REQUIRED ACTION
Print the listing below in its entirety, character for character.

DATA PROVIDED
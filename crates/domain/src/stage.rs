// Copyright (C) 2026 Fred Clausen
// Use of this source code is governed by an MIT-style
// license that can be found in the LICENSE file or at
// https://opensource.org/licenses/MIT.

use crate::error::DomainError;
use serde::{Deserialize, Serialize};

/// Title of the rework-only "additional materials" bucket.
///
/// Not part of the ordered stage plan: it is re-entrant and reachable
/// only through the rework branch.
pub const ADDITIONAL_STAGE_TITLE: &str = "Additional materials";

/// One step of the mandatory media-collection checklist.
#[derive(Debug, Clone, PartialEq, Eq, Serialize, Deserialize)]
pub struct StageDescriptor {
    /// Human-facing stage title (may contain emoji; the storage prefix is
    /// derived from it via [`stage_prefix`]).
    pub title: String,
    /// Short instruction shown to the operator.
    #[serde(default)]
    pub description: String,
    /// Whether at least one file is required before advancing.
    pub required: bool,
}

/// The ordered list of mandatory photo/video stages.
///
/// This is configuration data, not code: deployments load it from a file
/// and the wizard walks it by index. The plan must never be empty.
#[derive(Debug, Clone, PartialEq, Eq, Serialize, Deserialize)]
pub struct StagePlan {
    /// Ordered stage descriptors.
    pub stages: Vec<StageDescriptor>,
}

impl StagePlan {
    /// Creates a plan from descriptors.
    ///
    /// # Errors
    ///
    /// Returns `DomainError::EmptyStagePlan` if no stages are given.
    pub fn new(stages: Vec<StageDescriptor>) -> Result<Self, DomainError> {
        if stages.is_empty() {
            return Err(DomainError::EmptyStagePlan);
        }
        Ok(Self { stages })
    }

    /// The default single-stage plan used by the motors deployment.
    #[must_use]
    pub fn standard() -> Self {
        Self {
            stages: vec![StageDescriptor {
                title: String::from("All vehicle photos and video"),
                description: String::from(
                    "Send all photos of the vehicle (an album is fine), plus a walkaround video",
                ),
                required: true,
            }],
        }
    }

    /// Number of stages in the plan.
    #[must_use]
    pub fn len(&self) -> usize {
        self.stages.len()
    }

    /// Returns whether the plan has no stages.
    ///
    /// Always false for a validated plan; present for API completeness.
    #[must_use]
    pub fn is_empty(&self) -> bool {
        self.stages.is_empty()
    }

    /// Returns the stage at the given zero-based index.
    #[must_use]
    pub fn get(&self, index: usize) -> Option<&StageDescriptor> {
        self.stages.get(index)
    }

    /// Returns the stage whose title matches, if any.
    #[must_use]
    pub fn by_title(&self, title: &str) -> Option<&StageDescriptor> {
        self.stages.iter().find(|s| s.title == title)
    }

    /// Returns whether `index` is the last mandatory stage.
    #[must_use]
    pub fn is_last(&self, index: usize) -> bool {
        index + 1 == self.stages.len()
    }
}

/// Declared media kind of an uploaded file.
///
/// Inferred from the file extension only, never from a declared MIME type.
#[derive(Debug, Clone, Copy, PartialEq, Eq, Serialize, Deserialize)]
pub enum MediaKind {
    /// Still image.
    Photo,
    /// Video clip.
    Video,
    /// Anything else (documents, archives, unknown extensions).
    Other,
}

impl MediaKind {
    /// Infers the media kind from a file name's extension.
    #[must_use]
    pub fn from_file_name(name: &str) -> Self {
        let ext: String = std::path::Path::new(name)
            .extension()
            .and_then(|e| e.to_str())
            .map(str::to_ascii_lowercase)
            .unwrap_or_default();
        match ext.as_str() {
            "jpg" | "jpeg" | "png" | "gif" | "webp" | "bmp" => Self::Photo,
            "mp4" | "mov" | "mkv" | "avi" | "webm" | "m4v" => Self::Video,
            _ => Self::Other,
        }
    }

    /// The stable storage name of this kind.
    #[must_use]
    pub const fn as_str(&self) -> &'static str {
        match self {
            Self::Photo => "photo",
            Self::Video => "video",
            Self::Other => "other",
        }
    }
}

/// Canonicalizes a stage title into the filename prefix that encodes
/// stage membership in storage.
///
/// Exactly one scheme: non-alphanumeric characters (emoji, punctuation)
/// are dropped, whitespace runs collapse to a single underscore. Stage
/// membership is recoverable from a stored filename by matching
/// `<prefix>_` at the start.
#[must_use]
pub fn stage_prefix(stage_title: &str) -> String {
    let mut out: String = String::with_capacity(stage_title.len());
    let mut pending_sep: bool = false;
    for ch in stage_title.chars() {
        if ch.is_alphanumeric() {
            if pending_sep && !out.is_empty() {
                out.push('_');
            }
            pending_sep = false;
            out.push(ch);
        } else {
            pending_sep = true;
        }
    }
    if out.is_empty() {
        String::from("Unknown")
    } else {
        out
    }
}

RESULT FOR THIS EXERCISE
filename crates/domain/src/stage.rs
// Copyright (C) 2026 Fred Clausen
// Use of this source code is governed by an MIT-style
// license that can be found in the LICENSE file or at
// https://opensource.org/licenses/MIT.

use crate::error::DomainError;
use serde::{Deserialize, Serialize};

/// Title of the rework-only "additional materials" bucket.
///
/// Not part of the ordered stage plan: it is re-entrant and reachable
/// only through the rework branch.
pub const ADDITIONAL_STAGE_TITLE: &str = "Additional materials";

/// One step of the mandatory media-collection checklist.
#[derive(Debug, Clone, PartialEq, Eq, Serialize, Deserialize)]
pub struct StageDescriptor {
    /// Human-facing stage title (may contain emoji; the storage prefix is
    /// derived from it via [`stage_prefix`]).
    pub title: String,
    /// Short instruction shown to the operator.
    #[serde(default)]
    pub description: String,
    /// Whether at least one file is required before advancing.
    pub required: bool,
}

/// The ordered list of mandatory photo/video stages.
///
/// This is configuration data, not code: deployments load it from a file
/// and the wizard walks it by index. The plan must never be empty.
#[derive(Debug, Clone, PartialEq, Eq, Serialize, Deserialize)]
pub struct StagePlan {
    /// Ordered stage descriptors.
    pub stages: Vec<StageDescriptor>,
}

impl StagePlan {
    /// Creates a plan from descriptors.
    ///
    /// # Errors
    ///
    /// Returns `DomainError::EmptyStagePlan` if no stages are given.
    pub fn new(stages: Vec<StageDescriptor>) -> Result<Self, DomainError> {
        if stages.is_empty() {
            return Err(DomainError::EmptyStagePlan);
        }
        Ok(Self { stages })
    }

    /// The default single-stage plan used by the motors deployment.
    #[must_use]
    pub fn standard() -> Self {
        Self {
            stages: vec![StageDescriptor {
                title: String::from("All vehicle photos and video"),
                description: String::from(
                    "Send all photos of the vehicle (an album is fine), plus a walkaround video",
                ),
                required: true,
            }],
        }
    }

    /// Number of stages in the plan.
    #[must_use]
    pub fn len(&self) -> usize {
        self.stages.len()
    }

    /// Returns whether the plan has no stages.
    ///
    /// Always false for a validated plan; present for API completeness.
    #[must_use]
    pub fn is_empty(&self) -> bool {
        self.stages.is_empty()
    }

    /// Returns the stage at the given zero-based index.
    #[must_use]
    pub fn get(&self, index: usize) -> Option<&StageDescriptor> {
        self.stages.get(index)
    }

    /// Returns the stage whose title matches, if any.
    #[must_use]
    pub fn by_title(&self, title: &str) -> Option<&StageDescriptor> {
        self.stages.iter().find(|s| s.title == title)
    }

    /// Returns whether `index` is the last mandatory stage.
    #[must_use]
    pub fn is_last(&self, index: usize) -> bool {
        index + 1 == self.stages.len()
    }
}

/// Declared media kind of an uploaded file.
///
/// Inferred from the file extension only, never from a declared MIME type.
#[derive(Debug, Clone, Copy, PartialEq, Eq, Serialize, Deserialize)]
pub enum MediaKind {
    /// Still image.
    Photo,
    /// Video clip.
    Video,
    /// Anything else (documents, archives, unknown extensions).
    Other,
}

impl MediaKind {
    /// Infers the media kind from a file name's extension.
    #[must_use]
    pub fn from_file_name(name: &str) -> Self {
        let ext: String = std::path::Path::new(name)
            .extension()
            .and_then(|e| e.to_str())
            .map(str::to_ascii_lowercase)
            .unwrap_or_default();
        match ext.as_str() {
            "jpg" | "jpeg" | "png" | "gif" | "webp" | "bmp" => Self::Photo,
            "mp4" | "mov" | "mkv" | "avi" | "webm" | "m4v" => Self::Video,
            _ => Self::Other,
        }
    }

    /// The stable storage name of this kind.
    #[must_use]
    pub const fn as_str(&self) -> &'static str {
        match self {
            Self::Photo => "photo",
            Self::Video => "video",
            Self::Other => "other",
        }
    }
}

/// Canonicalizes a stage title into the filename prefix that encodes
/// stage membership in storage.
///
/// Exactly one scheme: non-alphanumeric characters (emoji, punctuation)
/// are dropped, whitespace runs collapse to a single underscore. Stage
/// membership is recoverable from a stored filename by matching
/// `<prefix>_` at the start.
#[must_use]
pub fn stage_prefix(stage_title: &str) -> String {
    let mut out: String = String::with_capacity(stage_title.len());
    let mut pending_sep: bool = false;
    for ch in stage_title.chars() {
        if ch.is_alphanumeric() {
            if pending_sep && !out.is_empty() {
                out.push('_');
            }
            pending_sep = false;
            out.push(ch);
        } else {
            pending_sep = true;
        }
    }
    if out.is_empty() {
        String::from("Unknown")
    } else {
        out
    }
}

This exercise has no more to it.